### Information shown ###

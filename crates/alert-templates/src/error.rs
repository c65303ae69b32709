//! Error types for template loading and rendering.

use std::path::PathBuf;

use thiserror::Error;

/// Errors that can occur while loading or rendering templates.
#[derive(Debug, Error)]
pub enum TemplateError {
    /// A template file exists but could not be read.
    #[error("Failed to read template {path}: {source}")]
    Io {
        path: PathBuf,
        #[source]
        source: std::io::Error,
    },

    /// A template did not parse.
    #[error("Invalid template '{name}': {source}")]
    Parse {
        name: String,
        #[source]
        source: Box<handlebars::TemplateError>,
    },

    /// A template failed while rendering.
    #[error("Failed to render template '{name}': {source}")]
    Render {
        name: String,
        #[source]
        source: Box<handlebars::RenderError>,
    },

    /// The render context could not be built.
    #[error("Failed to build render context: {0}")]
    Context(#[from] serde_json::Error),
}
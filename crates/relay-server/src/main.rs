//! Alertmanager to GitLab issue relay.
//!
//! Listens for Alertmanager webhooks and files one GitLab issue per distinct
//! alert title, commenting on (or skipping) issues that are already open.

use std::sync::Arc;

use alert_templates::TemplateSet;
use gitlab_client::{GitLabClient, GitLabConfig};
use relay_server::{AppState, Config, Ingestor};
use tracing::info;
use tracing_subscriber::EnvFilter;
use upsert_engine::EngineConfig;

#[tokio::main]
async fn main() -> Result<(), Box<dyn std::error::Error>> {
    // Load .env file if present
    let _ = dotenvy::dotenv();

    // Load configuration; anything missing stops us here
    let config = Config::from_env()?;

    // LOG_LEVEL was validated with the config
    let filter = EnvFilter::try_from_default_env()
        .or_else(|_| EnvFilter::try_new(&config.log_level))?;
    tracing_subscriber::fmt().with_env_filter(filter).init();

    info!(?config, "Starting alert relay");
    if config.default_project.is_none() {
        info!(
            label = %config.project_label,
            "No GITLAB_PROJECT_ID set; alerts must carry a project label"
        );
    }

    // Tracker client
    let gitlab = GitLabClient::new(
        GitLabConfig::new(&config.gitlab_api_url, &config.gitlab_token)
            .with_timeout(config.request_timeout),
    )?;

    // Templates are parsed once; a broken file is fatal
    let templates = TemplateSet::from_dir(&config.template_dir)?;

    let engine_config = EngineConfig {
        comment_on_existing: config.comment_on_existing,
        default_project: config.default_project.clone(),
    };
    let ingestor = Ingestor::new(
        Arc::new(gitlab),
        engine_config,
        templates,
        config.grouping,
        config.project_label.clone(),
    );

    // Build router
    let app = relay_server::app(AppState::new(ingestor));

    // Start server
    info!(addr = %config.addr, "Alert relay listening");
    let listener = tokio::net::TcpListener::bind(config.addr).await?;
    axum::serve(listener, app).await?;

    Ok(())
}
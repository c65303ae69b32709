//! Health check endpoint.

use axum::Json;
use serde::Serialize;

#[derive(Serialize)]
pub struct Health {
    pub status: String,
}

/// Health check endpoint.
pub async fn health() -> Json<Health> {
    Json(Health {
        status: "ok".to_string(),
    })
}
//! Handlebars template set.

use std::path::Path;

use handlebars::Handlebars;
use serde_json::Value;
use tracing::{debug, info};
use tracker_core::RenderedContent;

use crate::error::TemplateError;
use crate::helpers::{replace_helper, upper_helper};
use crate::payload::{Alert, AlertPayload};

/// Name of the issue title template.
pub const TITLE: &str = "title";
/// Name of the issue description template.
pub const DESCRIPTION: &str = "description";
/// Name of the template used for comments on an existing issue.
pub const COMMENT: &str = "comment";

/// All template names, in load order.
pub const TEMPLATE_NAMES: [&str; 3] = [TITLE, DESCRIPTION, COMMENT];

const DEFAULT_TITLE: &str =
    "{{labels.alertname}}{{#if labels.instance}} - {{labels.instance}}{{/if}}";

const DEFAULT_DESCRIPTION: &str = r#"## {{labels.alertname}}

{{#if annotations.summary}}**Summary:** {{annotations.summary}}
{{/if}}{{#if annotations.description}}
{{annotations.description}}
{{/if}}
| Label | Value |
|-------|-------|
{{#each labels}}| {{@key}} | {{this}} |
{{/each}}
{{#if alert.startsAt}}Started at: {{alert.startsAt}}
{{/if}}{{#if alert.generatorURL}}[Source]({{alert.generatorURL}})
{{/if}}"#;

const DEFAULT_COMMENT: &str = r#"Alert **{{labels.alertname}}** is {{#if alert.status}}{{alert.status}}{{else}}{{status}}{{/if}} again{{#if alert.startsAt}} (started at {{alert.startsAt}}){{/if}}.{{#if annotations.summary}}

{{annotations.summary}}{{/if}}"#;

fn default_source(name: &str) -> &'static str {
    match name {
        TITLE => DEFAULT_TITLE,
        DESCRIPTION => DEFAULT_DESCRIPTION,
        _ => DEFAULT_COMMENT,
    }
}

/// The `title`, `description` and `comment` templates plus helpers.
///
/// Built once at startup and shared; rendering takes `&self`.
pub struct TemplateSet {
    handlebars: Handlebars<'static>,
}

impl TemplateSet {
    /// Create a template set from the built-in defaults.
    pub fn builtin() -> Result<Self, TemplateError> {
        let mut set = Self::empty();
        for name in TEMPLATE_NAMES {
            set.register(name, default_source(name))?;
        }
        Ok(set)
    }

    /// Load `title.tmpl`, `description.tmpl` and `comment.tmpl` from a directory.
    ///
    /// Files that do not exist fall back to the built-in default. Files that
    /// exist but cannot be read or parsed are errors.
    pub fn from_dir(dir: &Path) -> Result<Self, TemplateError> {
        let mut set = Self::empty();
        for name in TEMPLATE_NAMES {
            let path = dir.join(format!("{name}.tmpl"));
            if path.is_file() {
                let source = std::fs::read_to_string(&path).map_err(|source| TemplateError::Io {
                    path: path.clone(),
                    source,
                })?;
                set.register(name, &source)?;
                info!(template = name, path = %path.display(), "Loaded template");
            } else {
                set.register(name, default_source(name))?;
                debug!(template = name, "Using built-in template");
            }
        }
        Ok(set)
    }

    /// Replace one template with the given source.
    pub fn register(&mut self, name: &str, source: &str) -> Result<(), TemplateError> {
        self.handlebars
            .register_template_string(name, source)
            .map_err(|e| TemplateError::Parse {
                name: name.to_string(),
                source: Box::new(e),
            })
    }

    /// Render the content for one alert of a payload.
    ///
    /// Templates see the payload fields plus `alert`, and `labels` /
    /// `annotations` with the alert's values overlaid on the common ones.
    pub fn render_alert(
        &self,
        payload: &AlertPayload,
        alert: &Alert,
    ) -> Result<RenderedContent, TemplateError> {
        let mut context = serde_json::to_value(payload)?;
        if let Value::Object(map) = &mut context {
            map.insert("alert".to_string(), serde_json::to_value(alert)?);
            map.insert(
                "labels".to_string(),
                serde_json::to_value(payload.labels_for(alert))?,
            );
            map.insert(
                "annotations".to_string(),
                serde_json::to_value(payload.annotations_for(alert))?,
            );
        }
        self.render_context(&context)
    }

    /// Render one content for a whole payload.
    ///
    /// `labels` / `annotations` are the common labels and annotations.
    pub fn render_payload(&self, payload: &AlertPayload) -> Result<RenderedContent, TemplateError> {
        let mut context = serde_json::to_value(payload)?;
        if let Value::Object(map) = &mut context {
            map.insert(
                "labels".to_string(),
                serde_json::to_value(&payload.common_labels)?,
            );
            map.insert(
                "annotations".to_string(),
                serde_json::to_value(&payload.common_annotations)?,
            );
        }
        self.render_context(&context)
    }

    fn render_context(&self, context: &Value) -> Result<RenderedContent, TemplateError> {
        let title = self.render(TITLE, context)?;
        let description = self.render(DESCRIPTION, context)?;
        let comment = self.render(COMMENT, context)?;
        Ok(RenderedContent::new(title, description, comment))
    }

    fn render(&self, name: &str, context: &Value) -> Result<String, TemplateError> {
        self.handlebars
            .render(name, context)
            .map_err(|e| TemplateError::Render {
                name: name.to_string(),
                source: Box::new(e),
            })
    }

    fn empty() -> Self {
        let mut handlebars = Handlebars::new();
        // Issue text is Markdown, not HTML.
        handlebars.register_escape_fn(handlebars::no_escape);
        handlebars.set_strict_mode(false);
        handlebars.register_helper("replace", Box::new(replace_helper));
        handlebars.register_helper("upper", Box::new(upper_helper));
        Self { handlebars }
    }
}
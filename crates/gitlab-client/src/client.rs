//! GitLab HTTP client.

use async_trait::async_trait;
use reqwest::{Client, RequestBuilder, Response};
use tracing::{debug, info, warn};
use tracker_core::{CreatedIssue, IssueTracker, Phase, ProjectRef, TrackerError, TrackerIssue};

use crate::config::{GitLabConfig, PRIVATE_TOKEN_HEADER};
use crate::types::{NewIssue, NewNote};

/// Client for the GitLab issues API.
///
/// Cloning is cheap; clones share one connection pool.
#[derive(Clone)]
pub struct GitLabClient {
    http: Client,
    config: GitLabConfig,
}

impl GitLabClient {
    /// Build a client. Fails if the token or URL is missing.
    pub fn new(config: GitLabConfig) -> Result<Self, TrackerError> {
        if config.api_url.is_empty() {
            return Err(TrackerError::Configuration(
                "GitLab API URL is empty".to_string(),
            ));
        }
        if config.token.is_empty() {
            return Err(TrackerError::Configuration(
                "GitLab token is empty".to_string(),
            ));
        }

        let http = Client::builder()
            .timeout(config.timeout)
            .build()
            .map_err(|e| TrackerError::Configuration(format!("HTTP client: {}", e)))?;

        info!(api_url = %config.api_url, "GitLab client configured");
        Ok(Self { http, config })
    }

    /// Send an authenticated request and reject non-2xx statuses.
    async fn send(&self, phase: Phase, request: RequestBuilder) -> Result<Response, TrackerError> {
        let response = request
            .header(PRIVATE_TOKEN_HEADER, &self.config.token)
            .send()
            .await
            .map_err(|e| TrackerError::Transport {
                phase,
                message: e.to_string(),
            })?;

        let status = response.status();
        if !status.is_success() {
            let body = response.text().await.unwrap_or_default();
            return Err(TrackerError::Status {
                phase,
                status: status.as_u16(),
                body,
            });
        }

        Ok(response)
    }

    async fn read_body(phase: Phase, response: Response) -> Result<String, TrackerError> {
        response.text().await.map_err(|e| TrackerError::Transport {
            phase,
            message: e.to_string(),
        })
    }
}

#[async_trait]
impl IssueTracker for GitLabClient {
    async fn find_open_issues_by_title(
        &self,
        project: &ProjectRef,
        title: &str,
    ) -> Result<Vec<TrackerIssue>, TrackerError> {
        let url = self.config.search_url(project, title);
        debug!(%project, %title, "Searching open issues");

        let response = self.send(Phase::Lookup, self.http.get(&url)).await?;
        let body = Self::read_body(Phase::Lookup, response).await?;

        let issues: Vec<TrackerIssue> =
            serde_json::from_str(&body).map_err(|e| TrackerError::Decode {
                phase: Phase::Lookup,
                message: e.to_string(),
            })?;

        for issue in &issues {
            debug!(iid = issue.iid, title = %issue.title, "Search candidate");
        }
        Ok(issues)
    }

    async fn create_issue(
        &self,
        project: &ProjectRef,
        title: &str,
        description: &str,
    ) -> Result<CreatedIssue, TrackerError> {
        let url = self.config.issues_url(project);
        let request = self.http.post(&url).json(&NewIssue { title, description });

        let response = self.send(Phase::Create, request).await?;

        // The status already confirmed the issue exists; an unreadable body
        // only costs us the iid.
        let body = match response.text().await {
            Ok(body) => body,
            Err(e) => {
                warn!(%project, error = %e, "Issue created but response body unreadable");
                return Ok(CreatedIssue::Unconfirmed);
            }
        };
        match serde_json::from_str::<TrackerIssue>(&body) {
            Ok(issue) => Ok(CreatedIssue::Confirmed(issue)),
            Err(e) => {
                warn!(%project, error = %e, "Issue created but response could not be decoded");
                Ok(CreatedIssue::Unconfirmed)
            }
        }
    }

    async fn add_comment(
        &self,
        project: &ProjectRef,
        iid: u64,
        body: &str,
    ) -> Result<(), TrackerError> {
        let url = self.config.notes_url(project, iid);
        let request = self.http.post(&url).json(&NewNote { body });

        self.send(Phase::Comment, request).await?;
        Ok(())
    }

    fn name(&self) -> &str {
        "GitLab"
    }
}

impl std::fmt::Debug for GitLabClient {
    fn fmt(&self, f: &mut std::fmt::Formatter<'_>) -> std::fmt::Result {
        f.debug_struct("GitLabClient")
            .field("config", &self.config)
            .finish()
    }
}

###

• **Your task**: Transcribe, word for word, the data above from its first line through the line with "not be built.", and include nothing else.

• **Output for this exercise**:
filename crates/alert-templates/src/error.rs
repository c65303ae69b32709
//! Error types for template loading and rendering.

use std::path::PathBuf;

use thiserror::Error;

/// Errors that can occur while loading or rendering templates.
#[derive(Debug, Error)]
pub enum TemplateError {
    /// A template file exists but could not be read.
    #[error("Failed to read template {path}: {source}")]
    Io {
        path: PathBuf,
        #[source]
        source: std::io::Error,
    },

    /// A template did not parse.
    #[error("Invalid template '{name}': {source}")]
    Parse {
        name: String,
        #[source]
        source: Box<handlebars::TemplateError>,
    },

    /// A template failed while rendering.
    #[error("Failed to render template '{name}': {source}")]
    Render {
        name: String,
        #[source]
        source: Box<handlebars::RenderError>,
    },

    /// The render context could not be built.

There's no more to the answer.